Translating Eli Eliahu’s Difficult Efficiency
“I like simple writing, straightforward and uncomplicated, and I try to write like that,” Eli Eliahu said, upon receiving Israel’s Matanel Prize in 2013. His work is characterized by this lack of pretension, and it lingers as much on the unsaid as it does on what is spoken aloud. In his poems, not is as present as what is; part of the challenge of translating his work is to catch the rhythm of the no, as it recurs in his poems, and convey it as seamlessly and easily as he is able to do in Modern Hebrew.
Eliahu grew up in Ramat Gan, a suburb of Tel Aviv, but his roots are further east than Israel’s central coast, the narrow strip of land where he was born, went to university, and still resides. Eliahu is from an Iraqi Jewish family—his father was born in Baghdad—and the Mizrahi experience in Israel informs many of his poems. “Mizrahi” is a broad but important term in Israeli culture; literally translated as “Eastern,” it refers to Jews who immigrated to Israel mostly from Arab lands (and many Mizrahi families previously spoke Arabic as their primary language) but also includes Jews from Iran, India, Turkey, Central Asia, and other places. Israeli culture has traditionally been dominated by Ashkenazi Jews, and a sense of second-class status became fundamental to Mizrahi identity. Eliahu told the Israeli newspaper Haaretz, “When you are a member of an Mizrahi family and you look at the peak of Hebrew poetry and see only people from Europe—who belong to another culture, who speak a little differently, who came from a different home from you—you feel a bit like you do at the cinema, seeing only blond people with blue eyes.”

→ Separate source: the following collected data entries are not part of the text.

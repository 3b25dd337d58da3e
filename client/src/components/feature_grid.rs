//! Feature grid anchored at `#features`.

use leptos::prelude::*;

use crate::components::icon::{Glyph, Icon};

/// Number of feature cards on the landing page.
pub const FEATURE_COUNT: u8 = 6;

#[component]
pub fn FeatureGrid() -> impl IntoView {
    view! {
        <section id="features" class="py-20 bg-gray-800">
            <div class="w-[90%] max-w-7xl mx-auto">
                <h2 class="text-3xl md:text-4xl font-bold text-center mb-16 text-blue-100">
                    "Características poderosas"
                </h2>
                <div class="grid grid-cols-1 md:grid-cols-2 lg:grid-cols-3 gap-8">
                    {(1..=FEATURE_COUNT).map(|n| view! { <FeatureCard number=n/> }).collect_view()}
                </div>
            </div>
        </section>
    }
}

#[component]
fn FeatureCard(number: u8) -> impl IntoView {
    view! {
        <div class="p-6 rounded-lg bg-gray-700 hover:bg-gray-700/80 border border-gray-600 hover:shadow-lg transition-shadow">
            <div class="w-12 h-12 rounded-full bg-blue-900/50 flex items-center justify-center mb-4">
                <Icon glyph=Glyph::Building class="w-6 h-6 text-blue-400"/>
            </div>
            <h3 class="text-xl font-semibold mb-2 text-blue-100">{format!("Característica {number}")}</h3>
            <p class="text-gray-300">
                "Una característica potente que mejora tu experiencia de gestión de edificios."
            </p>
        </div>
    }
}
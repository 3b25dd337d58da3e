use super::*;

#[test]
fn default_points_at_same_origin_api() {
    assert_eq!(ApiConfig::default().base_url, "/api");
}

#[test]
fn endpoint_joins_with_single_slash() {
    let api = ApiConfig::new("https://api.ipce.example/v1");
    assert_eq!(api.endpoint("users/logout"), "https://api.ipce.example/v1/users/logout");
}

#[test]
fn endpoint_ignores_trailing_slash_on_base() {
    let api = ApiConfig::new("https://api.ipce.example/v1/");
    assert_eq!(api.endpoint("/users/logout"), "https://api.ipce.example/v1/users/logout");
}

#[test]
fn endpoint_on_default_base_is_relative() {
    assert_eq!(ApiConfig::default().endpoint("users/logout"), "/api/users/logout");
}

#[cfg(not(feature = "hydrate"))]
#[test]
fn from_document_falls_back_outside_browser() {
    assert_eq!(ApiConfig::from_document(), ApiConfig::default());
}
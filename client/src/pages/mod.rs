//! Page modules for route-level screens.
//!
//! ARCHITECTURE
//! ============
//! Each page composes `components`; route-scoped orchestration lives here.

pub mod home;
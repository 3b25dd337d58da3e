//! Logout coordination between the API, the session store and the toaster.
//!
//! SYSTEM CONTEXT
//! ==============
//! Invoked from the header's logout controls as a spawned local task. One
//! call sends exactly one request; there is no retry and no deduplication of
//! rapid repeated clicks.
//!
//! The session is cleared only after the server confirms. A failure leaves it
//! untouched and surfaces either the server's message or a generic one. If
//! the header was torn down while the request was in flight the outcome is
//! dropped.

#[cfg(test)]
#[path = "logout_test.rs"]
mod logout_test;

use std::future::Future;

use crate::net::api::{ApiClient, LogoutError};
use crate::state::session::SessionSink;
use crate::state::toast::Notify;
use crate::util::mount::MountGuard;

/// Shown after the server confirms the logout.
pub const LOGOUT_SUCCESS_MESSAGE: &str = "Sesión cerrada exitosamente";

/// Remote side of the logout operation.
pub trait LogoutApi {
    fn logout(&self) -> impl Future<Output = Result<(), LogoutError>>;
}

impl LogoutApi for ApiClient {
    fn logout(&self) -> impl Future<Output = Result<(), LogoutError>> {
        ApiClient::logout(self)
    }
}

/// End the session: one request, then reconcile local state with the result.
pub async fn request_logout<A, S, N>(api: &A, store: &S, notifier: &N, mounted: &MountGuard)
where
    A: LogoutApi,
    S: SessionSink,
    N: Notify,
{
    let outcome = api.logout().await;

    if !mounted.is_mounted() {
        leptos::logging::log!("logout settled after header teardown; ignoring outcome");
        return;
    }

    match outcome {
        Ok(()) => {
            store.clear_session();
            notifier.success(LOGOUT_SUCCESS_MESSAGE);
        }
        Err(e) => {
            leptos::logging::warn!("logout failed: {e}");
            notifier.error(e.user_message());
        }
    }
}
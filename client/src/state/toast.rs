//! Transient notification queue.
//!
//! SYSTEM CONTEXT
//! ==============
//! Anything that wants to tell the user something pushes through [`Notify`];
//! the `Toaster` component renders the queue. In the browser each toast is
//! dismissed after [`TOAST_TTL_MS`].

#[cfg(test)]
#[path = "toast_test.rs"]
mod toast_test;

use leptos::prelude::*;

/// Lifetime of a toast before automatic dismissal.
pub const TOAST_TTL_MS: u32 = 4_000;

/// Toasts shown at once; older ones wait until newer ones go away.
pub const MAX_VISIBLE_TOASTS: usize = 3;

#[derive(Clone, Copy, Debug, PartialEq, Eq)]
pub enum ToastKind {
    Success,
    Error,
}

#[derive(Clone, Debug, PartialEq, Eq)]
pub struct Toast {
    pub id: u64,
    pub kind: ToastKind,
    pub message: String,
}

#[derive(Clone, Debug, Default, PartialEq, Eq)]
pub struct ToastState {
    pub toasts: Vec<Toast>,
    next_id: u64,
}

impl ToastState {
    /// Append a toast and return its id.
    pub fn push(&mut self, kind: ToastKind, message: impl Into<String>) -> u64 {
        let id = self.next_id;
        self.next_id += 1;
        self.toasts.push(Toast { id, kind, message: message.into() });
        id
    }

    /// Remove the toast with `id`. Unknown ids are ignored.
    pub fn dismiss(&mut self, id: u64) {
        self.toasts.retain(|toast| toast.id != id);
    }

    /// The most recent toasts, oldest first.
    pub fn visible(&self) -> &[Toast] {
        let start = self.toasts.len().saturating_sub(MAX_VISIBLE_TOASTS);
        &self.toasts[start..]
    }
}

/// Capability to surface a transient notification.
pub trait Notify {
    fn notify(&self, kind: ToastKind, message: &str);

    fn success(&self, message: &str) {
        self.notify(ToastKind::Success, message);
    }

    fn error(&self, message: &str) {
        self.notify(ToastKind::Error, message);
    }
}

impl Notify for RwSignal<ToastState> {
    fn notify(&self, kind: ToastKind, message: &str) {
        let mut id = 0;
        self.update(|state| id = state.push(kind, message));

        #[cfg(feature = "hydrate")]
        {
            let toasts = *self;
            gloo_timers::callback::Timeout::new(TOAST_TTL_MS, move || {
                let _ = toasts.try_update(|state| state.dismiss(id));
            })
            .forget();
        }
        #[cfg(not(feature = "hydrate"))]
        {
            let _ = id;
        }
    }
}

As a second-generation Mizrahi writer, Eliahu writes from a space of both success and loss: his own success in becoming Israeli; his parents’ loss of access to their culture, the spaces of their childhood, the sounds of their world; and the distance between his experience and theirs. There is a confidence in the straightforwardness of his language, a belief that he does not need to say more than necessary. This efficiency can be difficult to translate. Modern Hebrew is already a compressed language, combining into single words what might take three or four words to say in English. Additionally, Hebrew is based on a series of shoreshim (roots), so that multiple words branch off from the same core, maintaining a relationship to each other even as they shift into different meanings. Translating Eliahu requires honoring the efficiency of his language, and maintaining the directness of his speech, while allowing these resonances to be heard. He writes as if you’ve encountered him at one of Tel Aviv’s many cafés, speaking to you over a cup of strong coffee, before you both have to get on with your days, go home to your families, take stock of your pleasures and your failures.
Like many Israeli writers, Eliahu does not exist only in the world of poetry. He works as a journalist and editor, but he recognizes a difference between the language of the everyday and that of poetry. “When you read an article or news brief, once you have read the words, they fall away and die, like carcasses on the roadside,” he has said. “But in poetry, the fourth line stands connected to the first, and all the words likewise stand connected to each other.” This sense of the beauty and solidity of poetry, which Eliahu has inherited from influences as disparate as the Hebrew Bible, Walt Whitman, and Wisława Szymborska, now comes to us distilled into the language of one of Israel’s most plainspoken poets.